Soal Pembakaran Bendera HTI, TGB : Menggunakan Kalimat Tauhid untuk Tujuan Kekuasaan Adalah Perilaku Tercela

Soal Pembakaran Bendera HTI, TGB : Menggunakan Kalimat Tauhid untuk Tujuan Kekuasaan Adalah Perilaku Tercela

Saya muslim yang cinta NKRI. 

Negara bangsa ini bagi saya adalah amanah dari ALLOH yang wajib dijaga dan dikokohkan. Inilah kesepakatan kita sejak era para pendiri bangsa. Karena itu saya tidak mendukung ide khilafah.

Saya meyakini, Islam tidak memerintahkan satu sistem pemerintahan tertentu, namun memberi panduan nilai-nilai mulia yang harus terwujud dalam sistem apapun. Sistem republik demokratis yang kita sepakati dalam NKRI tak kalah valid dan sahnya dibanding sistem khilafah.

Baca juga : Waspadai Cara Licik HTI untuk Giring Opini Bubarkan Banser

Karena nilai-nilai dasar yang diperjuangkan Islam telah ada, utamanya nilai-nilai ketuhanan, kemanusiaan, persatuan, syura dan keadilan. Tinggal bagaimana kita mengimplementasikan nilai-nilai itu dalam kehidupan berbangsa. 

Bagi saya, NKRI adalah maslahat nyata, sedangkan khilafah adalah maslahat prediktif. Kaidah mengatakan, al-maslahah al-mutahaqqiqah an-naajizah muqaddamah 'alal maslahah al-mustaqbalah al-marjuhah. Maslahat nyata, jelas dan telah terwujud, didahulukan diatas maslahat prediktif yang belum terwujud. 

Baca juga : Banser di Tengah Pusaran Perang Shiffin

Namun cinta NKRI adalah satu hal, sedangkan membakar bendera yang bertuliskan kalimat tauhid adalah hal lain. Bagi saya, perbuatan itu bisa menimbulkan fitnah antar kita. Kalau tidak setuju, lipat dengan takzim dan serahkan kepada aparat. 
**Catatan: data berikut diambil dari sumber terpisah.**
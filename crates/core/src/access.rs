//! Capability checks for chore operations.
//!
//! Every use case asks [`can`] (or [`authorize`]) once, at entry, before it
//! reads or writes anything else. Two rules exist: admin-only, and
//! admin-or-assignee. A field edit that touches `assignedTo` asks again
//! with [`ChoreAction::Reassign`].

use crate::chore::Chore;
use crate::error::CoreError;
use crate::roles::Role;
use crate::types::DbId;

/// The resolved caller of a request.
#[derive(Debug, Clone, Copy, PartialEq, Eq)]
pub struct Actor {
    pub user_id: DbId,
    pub role: Role,
}

impl Actor {
    pub fn new(user_id: DbId, role: Role) -> Self {
        Self { user_id, role }
    }

    pub fn is_admin(&self) -> bool {
        self.role.is_admin()
    }

    /// Assignee filter for list and dashboard queries: `None` means every
    /// chore (admins), `Some(id)` means chores assigned to the caller.
    pub fn chore_scope(&self) -> Option<DbId> {
        if self.is_admin() {
            None
        } else {
            Some(self.user_id)
        }
    }
}

/// Operations subject to authorization.
#[derive(Debug, Clone, Copy, PartialEq, Eq)]
pub enum ChoreAction {
    Create,
    View,
    EditFields,
    /// Changing `assignedTo`, part of a field edit but admin only.
    Reassign,
    UpdateStatus,
    UpdateChecklist,
    Delete,
    ViewGlobalDashboard,
    ExportReports,
    ListMembers,
}

impl ChoreAction {
    fn admin_only(self) -> bool {
        matches!(
            self,
            ChoreAction::Create
                | ChoreAction::Reassign
                | ChoreAction::Delete
                | ChoreAction::ViewGlobalDashboard
                | ChoreAction::ExportReports
                | ChoreAction::ListMembers
        )
    }

    fn denial(self) -> &'static str {
        match self {
            ChoreAction::Create => "Only admins can create chores",
            ChoreAction::Reassign => "Only admins can reassign chores",
            ChoreAction::Delete => "Only admins can delete chores",
            ChoreAction::ViewGlobalDashboard => "Admin role required",
            ChoreAction::ExportReports => "Admin role required",
            ChoreAction::ListMembers => "Admin role required",
            ChoreAction::View => "Not authorized to view this chore",
            ChoreAction::EditFields => "Not authorized to edit this chore",
            ChoreAction::UpdateStatus => "Not authorized to update this chore's status",
            ChoreAction::UpdateChecklist => "Not authorized to update checklist",
        }
    }
}

/// Whether `actor` may perform `action` on `chore`.
///
/// Admin-only actions ignore `chore`. Assignee actions need it; without a
/// chore only admins pass.
pub fn can(actor: &Actor, action: ChoreAction, chore: Option<&Chore>) -> bool {
    if actor.is_admin() {
        return true;
    }
    if action.admin_only() {
        return false;
    }
    chore.is_some_and(|c| c.is_assigned_to(actor.user_id))
}

/// [`can`], as a `Forbidden` error.
pub fn authorize(actor: &Actor, action: ChoreAction, chore: Option<&Chore>) -> Result<(), CoreError> {
    if can(actor, action, chore) {
        Ok(())
    } else {
        Err(CoreError::Forbidden(action.denial().to_string()))
    }
}

#[cfg(test)]
mod tests {
    use assert_matches::assert_matches;
    use chrono::Utc;

    use super::*;
    use crate::chore::{ChorePriority, ChoreStatus};

    const ASSIGNEE: DbId = 10;
    const OUTSIDER: DbId = 11;

    fn chore() -> Chore {
        let now = Utc::now();
        Chore {
            id: 1,
            title: "Take out trash".to_string(),
            description: "Bins go out Tuesday".to_string(),
            priority: ChorePriority::Low,
            status: ChoreStatus::Pending,
            progress: 0,
            due_date: None,
            assigned_to: vec![ASSIGNEE],
            todo_checklist: Vec::new(),
            attachments: Vec::new(),
            created_by: 1,
            created_at: now,
            updated_at: now,
        }
    }

    const ASSIGNEE_ACTIONS: [ChoreAction; 4] = [
        ChoreAction::View,
        ChoreAction::EditFields,
        ChoreAction::UpdateStatus,
        ChoreAction::UpdateChecklist,
    ];

    const ADMIN_ACTIONS: [ChoreAction; 6] = [
        ChoreAction::Create,
        ChoreAction::Reassign,
        ChoreAction::Delete,
        ChoreAction::ViewGlobalDashboard,
        ChoreAction::ExportReports,
        ChoreAction::ListMembers,
    ];

    #[test]
    fn admin_can_do_everything() {
        let admin = Actor::new(1, Role::Admin);
        let chore = chore();
        for action in ASSIGNEE_ACTIONS.into_iter().chain(ADMIN_ACTIONS) {
            assert!(can(&admin, action, Some(&chore)), "{action:?}");
        }
        assert!(can(&admin, ChoreAction::Create, None));
    }

    #[test]
    fn assignee_can_progress_the_chore() {
        let member = Actor::new(ASSIGNEE, Role::Member);
        let chore = chore();
        for action in ASSIGNEE_ACTIONS {
            assert!(can(&member, action, Some(&chore)), "{action:?}");
        }
    }

    #[test]
    fn outsider_is_forbidden() {
        let member = Actor::new(OUTSIDER, Role::Member);
        let chore = chore();
        for action in ASSIGNEE_ACTIONS {
            assert_matches!(
                authorize(&member, action, Some(&chore)),
                Err(CoreError::Forbidden(_))
            );
        }
    }

    #[test]
    fn assignee_cannot_create_or_delete() {
        let member = Actor::new(ASSIGNEE, Role::Member);
        let chore = chore();
        for action in ADMIN_ACTIONS {
            assert!(!can(&member, action, Some(&chore)), "{action:?}");
        }
    }

    #[test]
    fn scope_is_global_for_admins_only() {
        assert_eq!(Actor::new(1, Role::Admin).chore_scope(), None);
        assert_eq!(Actor::new(5, Role::Member).chore_scope(), Some(5));
    }
}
Perilaku tercela menggunakan kalimat tauhid untuk tujuan kekuasaan tidak boleh menyebabkan kita ikut melakukan perbuatan tercela. Segala anarkisme akan menghilangkan keadaban publik kita. Tahan diri, perbanyak silaturahmi.

Kalimat tauhid adalah persaksian kita di dunia dan akhirat. Padanya ada dua asma termulia. Asma ALLOH yang kepadaNya lah kita akan kembali dan asma RasulNya yang syafaatnya kita harap dan nanti. Muliakan asma-asma itu dengan tidak menjadikannya tameng mencari kekuasaan.